- **TASK TO CARRY OUT**: From the entries below, copy each line in which the word "RecommendedWatcher" occurs.

↓

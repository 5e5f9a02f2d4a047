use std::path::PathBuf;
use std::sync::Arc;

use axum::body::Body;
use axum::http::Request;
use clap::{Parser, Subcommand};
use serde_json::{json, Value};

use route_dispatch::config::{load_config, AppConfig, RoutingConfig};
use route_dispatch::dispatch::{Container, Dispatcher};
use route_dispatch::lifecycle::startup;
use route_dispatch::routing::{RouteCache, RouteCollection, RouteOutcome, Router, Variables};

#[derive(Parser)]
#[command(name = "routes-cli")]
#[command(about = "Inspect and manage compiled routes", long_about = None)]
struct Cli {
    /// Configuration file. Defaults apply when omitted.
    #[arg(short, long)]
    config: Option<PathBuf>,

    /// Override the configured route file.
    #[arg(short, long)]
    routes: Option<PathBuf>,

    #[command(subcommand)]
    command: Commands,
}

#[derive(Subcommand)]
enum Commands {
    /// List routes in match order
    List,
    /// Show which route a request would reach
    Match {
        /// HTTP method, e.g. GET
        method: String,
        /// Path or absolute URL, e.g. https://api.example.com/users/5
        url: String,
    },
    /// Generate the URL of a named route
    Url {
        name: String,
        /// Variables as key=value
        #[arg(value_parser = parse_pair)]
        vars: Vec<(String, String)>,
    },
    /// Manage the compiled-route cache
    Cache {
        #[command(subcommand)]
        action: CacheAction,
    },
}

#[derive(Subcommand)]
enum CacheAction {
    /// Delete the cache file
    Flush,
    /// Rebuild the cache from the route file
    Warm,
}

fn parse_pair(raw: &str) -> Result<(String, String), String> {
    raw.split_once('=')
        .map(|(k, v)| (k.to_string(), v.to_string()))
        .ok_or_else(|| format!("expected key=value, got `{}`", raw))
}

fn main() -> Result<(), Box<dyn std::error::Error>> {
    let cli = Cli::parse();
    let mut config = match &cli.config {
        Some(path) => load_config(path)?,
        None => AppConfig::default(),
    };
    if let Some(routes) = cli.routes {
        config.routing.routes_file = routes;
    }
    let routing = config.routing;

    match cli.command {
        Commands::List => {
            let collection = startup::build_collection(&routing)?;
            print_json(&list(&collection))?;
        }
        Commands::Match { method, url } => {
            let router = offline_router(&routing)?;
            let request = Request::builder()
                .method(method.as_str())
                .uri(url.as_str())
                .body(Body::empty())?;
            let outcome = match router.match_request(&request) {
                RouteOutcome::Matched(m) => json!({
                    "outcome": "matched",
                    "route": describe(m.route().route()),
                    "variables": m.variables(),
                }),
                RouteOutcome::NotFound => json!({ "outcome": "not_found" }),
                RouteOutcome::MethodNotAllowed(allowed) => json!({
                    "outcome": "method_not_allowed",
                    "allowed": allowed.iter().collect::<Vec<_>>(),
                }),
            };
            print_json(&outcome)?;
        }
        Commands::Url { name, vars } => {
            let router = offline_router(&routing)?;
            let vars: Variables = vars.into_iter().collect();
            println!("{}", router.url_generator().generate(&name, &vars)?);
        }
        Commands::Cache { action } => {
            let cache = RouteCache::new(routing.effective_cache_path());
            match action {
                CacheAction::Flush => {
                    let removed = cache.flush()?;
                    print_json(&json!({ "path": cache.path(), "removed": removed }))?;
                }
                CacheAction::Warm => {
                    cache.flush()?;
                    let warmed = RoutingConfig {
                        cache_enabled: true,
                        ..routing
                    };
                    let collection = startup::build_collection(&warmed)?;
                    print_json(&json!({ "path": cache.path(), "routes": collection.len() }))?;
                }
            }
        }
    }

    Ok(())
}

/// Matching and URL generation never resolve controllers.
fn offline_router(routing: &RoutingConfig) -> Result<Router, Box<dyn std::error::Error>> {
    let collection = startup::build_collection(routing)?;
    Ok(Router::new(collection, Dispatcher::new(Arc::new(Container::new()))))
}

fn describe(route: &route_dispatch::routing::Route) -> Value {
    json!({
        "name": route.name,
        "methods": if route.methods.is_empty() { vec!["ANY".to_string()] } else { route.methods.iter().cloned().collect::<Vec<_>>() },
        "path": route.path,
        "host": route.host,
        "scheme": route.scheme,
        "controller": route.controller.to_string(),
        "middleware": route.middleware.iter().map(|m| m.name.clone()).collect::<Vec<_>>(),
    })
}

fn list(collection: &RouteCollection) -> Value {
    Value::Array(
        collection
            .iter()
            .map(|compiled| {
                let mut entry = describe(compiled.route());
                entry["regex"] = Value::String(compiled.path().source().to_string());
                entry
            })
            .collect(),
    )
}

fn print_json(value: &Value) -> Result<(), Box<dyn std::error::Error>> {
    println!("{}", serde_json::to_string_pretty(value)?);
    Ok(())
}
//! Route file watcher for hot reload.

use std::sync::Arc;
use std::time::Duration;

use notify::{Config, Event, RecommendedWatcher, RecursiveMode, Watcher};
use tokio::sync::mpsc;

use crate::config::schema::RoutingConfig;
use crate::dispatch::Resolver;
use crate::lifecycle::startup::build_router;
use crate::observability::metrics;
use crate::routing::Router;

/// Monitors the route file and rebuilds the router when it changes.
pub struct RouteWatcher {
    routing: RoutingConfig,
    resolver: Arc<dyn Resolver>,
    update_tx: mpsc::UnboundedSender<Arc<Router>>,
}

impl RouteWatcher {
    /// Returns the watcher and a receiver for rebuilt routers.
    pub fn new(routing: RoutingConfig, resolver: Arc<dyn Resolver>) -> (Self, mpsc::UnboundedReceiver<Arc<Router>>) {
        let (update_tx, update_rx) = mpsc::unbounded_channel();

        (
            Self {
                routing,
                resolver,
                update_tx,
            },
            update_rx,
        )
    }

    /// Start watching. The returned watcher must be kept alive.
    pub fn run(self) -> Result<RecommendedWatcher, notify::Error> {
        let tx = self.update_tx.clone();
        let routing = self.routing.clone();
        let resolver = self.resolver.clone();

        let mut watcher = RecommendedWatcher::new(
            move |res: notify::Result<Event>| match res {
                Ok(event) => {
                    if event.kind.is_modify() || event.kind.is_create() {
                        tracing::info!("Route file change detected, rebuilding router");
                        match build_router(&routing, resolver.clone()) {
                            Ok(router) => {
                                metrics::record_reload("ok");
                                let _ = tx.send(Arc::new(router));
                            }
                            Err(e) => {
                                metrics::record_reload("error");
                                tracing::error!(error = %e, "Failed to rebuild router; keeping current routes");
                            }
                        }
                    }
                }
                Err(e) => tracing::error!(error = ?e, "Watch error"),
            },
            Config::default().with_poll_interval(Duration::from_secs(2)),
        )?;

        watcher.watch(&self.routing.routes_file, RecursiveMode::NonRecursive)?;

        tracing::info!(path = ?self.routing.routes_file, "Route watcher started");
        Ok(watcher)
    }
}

↑

- **WRITTEN ANSWER**:
use notify::{Config, Event, RecommendedWatcher, RecursiveMode, Watcher};
    pub fn run(self) -> Result<RecommendedWatcher, notify::Error> {
        let mut watcher = RecommendedWatcher::new(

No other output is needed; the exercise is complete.